Does Healthcare Still Need To Make Us Wait?

Does Healthcare Still Need To Make Us Wait?

With wait times to see doctors often taking months, especially for millions of people in rural communities, some medical exams can be done using digital medical devices from home.

The Rise of the Golden Generation Reading Does Healthcare Still Need To Make Us Wait? 2 minutes Next AI in Healthcare

I’ve been re-reading Dr. Eric Topol’s best-selling books on the future of healthcare, because in many ways, things have not changed as much as we expected.

More than a decade ago, Dr. Topol predicted that mobile phones and websites would become embedded in daily life. That part was right. He also predicted that those tools would make healthcare more accessible and affordable for everyone. That part has taken much longer, but it is finally starting to arrive.

Not all at once. Not everywhere. But in real, practical ways.

Today, we can use tools that simply did not exist ten years ago. Some did not even exist a year ago. An Apple Watch can flag irregular heart rhythms. Devices like Kardia allow people to record an ECG at home and share it with a clinician. And with tools like Medaica, people can now complete a guided heart exam from home, without waiting months for an appointment just to get started.

Each of these tools does something different. None of them replaces doctors. But together, they represent a shift. For the first time, people can access meaningful health information earlier, on their own terms, and often before symptoms appear.
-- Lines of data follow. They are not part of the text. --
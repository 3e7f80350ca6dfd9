pub mod aggregator;
pub mod client;
pub mod request;

pub use aggregator::Aggregator;
pub use client::UpstreamClient;

pub mod prelude {
    pub use super::aggregator::Aggregator;
    pub use super::client::UpstreamClient;
    pub use tn_core::{AggregatedResult, Error, Filter, PageSource, Result};
}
This kind of access is not yet universal, and it is not yet seamless. But it is real.

Increasingly, people can take a more active role in understanding their own health and bring better information into conversations with their doctor when it matters.

The future Dr. Topol described is no longer theoretical. It is arriving through everyday tools that put more insight into people’s hands and reduce the need to wait until something goes wrong.